§ Problem: From the records below, report the number of lines that contain "InvalidUrl", and add nothing.

§ Data supplied:

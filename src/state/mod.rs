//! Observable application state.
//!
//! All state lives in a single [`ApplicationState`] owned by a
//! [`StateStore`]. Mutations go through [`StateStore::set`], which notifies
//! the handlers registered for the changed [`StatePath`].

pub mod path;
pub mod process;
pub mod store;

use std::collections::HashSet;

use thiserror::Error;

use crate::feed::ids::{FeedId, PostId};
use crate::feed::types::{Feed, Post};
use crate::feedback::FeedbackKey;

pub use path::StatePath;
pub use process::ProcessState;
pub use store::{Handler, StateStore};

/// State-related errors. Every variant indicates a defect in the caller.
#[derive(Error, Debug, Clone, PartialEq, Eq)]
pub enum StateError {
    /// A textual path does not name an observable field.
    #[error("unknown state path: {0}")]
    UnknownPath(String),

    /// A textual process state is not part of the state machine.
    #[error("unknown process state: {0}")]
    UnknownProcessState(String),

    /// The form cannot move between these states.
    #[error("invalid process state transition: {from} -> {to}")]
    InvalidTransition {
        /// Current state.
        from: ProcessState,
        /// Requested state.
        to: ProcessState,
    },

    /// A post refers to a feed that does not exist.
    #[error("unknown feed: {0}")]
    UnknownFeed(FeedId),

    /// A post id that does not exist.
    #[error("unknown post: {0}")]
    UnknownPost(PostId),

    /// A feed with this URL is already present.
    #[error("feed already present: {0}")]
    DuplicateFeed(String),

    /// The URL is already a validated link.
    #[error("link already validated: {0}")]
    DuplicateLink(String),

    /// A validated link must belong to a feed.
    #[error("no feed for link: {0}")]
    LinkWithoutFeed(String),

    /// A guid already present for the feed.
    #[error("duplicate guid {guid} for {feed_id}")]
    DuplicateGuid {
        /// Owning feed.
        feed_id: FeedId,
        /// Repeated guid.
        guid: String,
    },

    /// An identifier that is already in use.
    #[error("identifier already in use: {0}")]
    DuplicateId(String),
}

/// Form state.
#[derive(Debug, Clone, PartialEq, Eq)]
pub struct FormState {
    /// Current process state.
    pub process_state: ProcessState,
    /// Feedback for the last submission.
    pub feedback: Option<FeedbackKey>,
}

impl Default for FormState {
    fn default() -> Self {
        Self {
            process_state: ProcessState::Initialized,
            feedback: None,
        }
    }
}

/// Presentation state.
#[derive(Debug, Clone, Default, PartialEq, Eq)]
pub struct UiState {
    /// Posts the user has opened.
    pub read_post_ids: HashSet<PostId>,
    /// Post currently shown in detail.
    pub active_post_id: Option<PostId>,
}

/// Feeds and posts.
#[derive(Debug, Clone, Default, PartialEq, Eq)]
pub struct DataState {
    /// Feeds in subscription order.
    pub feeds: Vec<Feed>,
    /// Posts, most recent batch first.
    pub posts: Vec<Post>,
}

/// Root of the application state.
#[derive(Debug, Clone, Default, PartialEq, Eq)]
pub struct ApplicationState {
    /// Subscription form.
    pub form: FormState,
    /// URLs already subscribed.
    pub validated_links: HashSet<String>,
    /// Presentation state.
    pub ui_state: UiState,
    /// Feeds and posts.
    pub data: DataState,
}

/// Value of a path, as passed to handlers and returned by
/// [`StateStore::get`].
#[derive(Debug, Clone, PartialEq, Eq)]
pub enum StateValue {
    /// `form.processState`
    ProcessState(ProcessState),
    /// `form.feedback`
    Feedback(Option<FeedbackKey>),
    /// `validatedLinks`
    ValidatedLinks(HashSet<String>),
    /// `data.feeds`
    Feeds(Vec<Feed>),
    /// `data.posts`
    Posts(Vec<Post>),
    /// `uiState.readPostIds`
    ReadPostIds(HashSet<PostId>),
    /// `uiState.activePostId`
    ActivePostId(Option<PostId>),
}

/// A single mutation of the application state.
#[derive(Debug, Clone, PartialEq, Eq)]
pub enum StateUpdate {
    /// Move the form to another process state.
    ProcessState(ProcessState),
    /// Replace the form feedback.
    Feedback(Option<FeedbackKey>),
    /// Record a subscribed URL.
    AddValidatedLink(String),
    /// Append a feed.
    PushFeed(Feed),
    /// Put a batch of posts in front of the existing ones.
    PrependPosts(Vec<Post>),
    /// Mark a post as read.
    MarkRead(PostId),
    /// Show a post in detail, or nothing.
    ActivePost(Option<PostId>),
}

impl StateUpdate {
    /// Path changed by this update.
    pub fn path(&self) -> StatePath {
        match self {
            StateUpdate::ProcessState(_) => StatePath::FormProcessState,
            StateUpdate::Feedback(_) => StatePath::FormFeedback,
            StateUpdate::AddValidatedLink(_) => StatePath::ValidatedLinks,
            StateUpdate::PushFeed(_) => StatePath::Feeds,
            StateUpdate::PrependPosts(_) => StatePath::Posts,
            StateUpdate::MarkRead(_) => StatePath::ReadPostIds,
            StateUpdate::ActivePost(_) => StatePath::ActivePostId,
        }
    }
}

* * *

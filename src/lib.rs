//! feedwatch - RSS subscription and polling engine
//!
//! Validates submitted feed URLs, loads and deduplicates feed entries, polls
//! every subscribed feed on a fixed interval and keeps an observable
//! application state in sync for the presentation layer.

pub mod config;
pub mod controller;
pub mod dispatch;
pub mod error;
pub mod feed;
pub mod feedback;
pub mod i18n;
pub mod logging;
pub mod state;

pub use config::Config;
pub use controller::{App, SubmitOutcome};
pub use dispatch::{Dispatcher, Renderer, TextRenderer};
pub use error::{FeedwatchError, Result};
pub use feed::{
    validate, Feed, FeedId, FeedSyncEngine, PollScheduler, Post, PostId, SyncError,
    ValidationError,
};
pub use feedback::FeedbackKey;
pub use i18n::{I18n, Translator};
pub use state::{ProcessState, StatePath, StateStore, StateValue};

==

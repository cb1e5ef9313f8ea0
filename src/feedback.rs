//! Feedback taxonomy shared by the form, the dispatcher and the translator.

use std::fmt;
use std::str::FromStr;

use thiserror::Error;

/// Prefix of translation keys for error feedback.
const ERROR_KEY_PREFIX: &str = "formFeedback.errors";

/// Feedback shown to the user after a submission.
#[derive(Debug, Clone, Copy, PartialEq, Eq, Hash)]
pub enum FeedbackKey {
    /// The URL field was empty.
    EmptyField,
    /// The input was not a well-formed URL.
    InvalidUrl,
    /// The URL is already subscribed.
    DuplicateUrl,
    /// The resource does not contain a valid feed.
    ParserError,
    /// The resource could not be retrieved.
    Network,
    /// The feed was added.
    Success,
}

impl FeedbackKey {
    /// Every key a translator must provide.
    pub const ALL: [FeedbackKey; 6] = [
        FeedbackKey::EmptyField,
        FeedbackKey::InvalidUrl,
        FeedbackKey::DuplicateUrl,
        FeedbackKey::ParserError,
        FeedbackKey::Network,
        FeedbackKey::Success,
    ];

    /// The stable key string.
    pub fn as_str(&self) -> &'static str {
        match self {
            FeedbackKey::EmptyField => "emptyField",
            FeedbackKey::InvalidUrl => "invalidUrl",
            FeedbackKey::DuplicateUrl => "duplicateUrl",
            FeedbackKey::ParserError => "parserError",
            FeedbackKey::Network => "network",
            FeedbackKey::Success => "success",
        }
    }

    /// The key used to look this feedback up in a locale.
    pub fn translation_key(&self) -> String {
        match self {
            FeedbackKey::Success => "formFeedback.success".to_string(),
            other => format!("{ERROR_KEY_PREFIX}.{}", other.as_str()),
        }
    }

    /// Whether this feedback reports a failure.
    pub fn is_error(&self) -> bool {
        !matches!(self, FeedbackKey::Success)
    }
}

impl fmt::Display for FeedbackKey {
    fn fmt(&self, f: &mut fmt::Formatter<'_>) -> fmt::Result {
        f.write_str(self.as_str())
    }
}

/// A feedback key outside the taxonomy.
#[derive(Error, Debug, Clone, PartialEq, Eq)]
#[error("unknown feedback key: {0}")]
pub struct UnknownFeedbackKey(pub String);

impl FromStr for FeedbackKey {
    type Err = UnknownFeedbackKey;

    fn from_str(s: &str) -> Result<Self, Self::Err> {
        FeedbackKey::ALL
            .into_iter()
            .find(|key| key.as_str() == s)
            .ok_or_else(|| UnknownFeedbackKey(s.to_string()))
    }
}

§ The answer: 3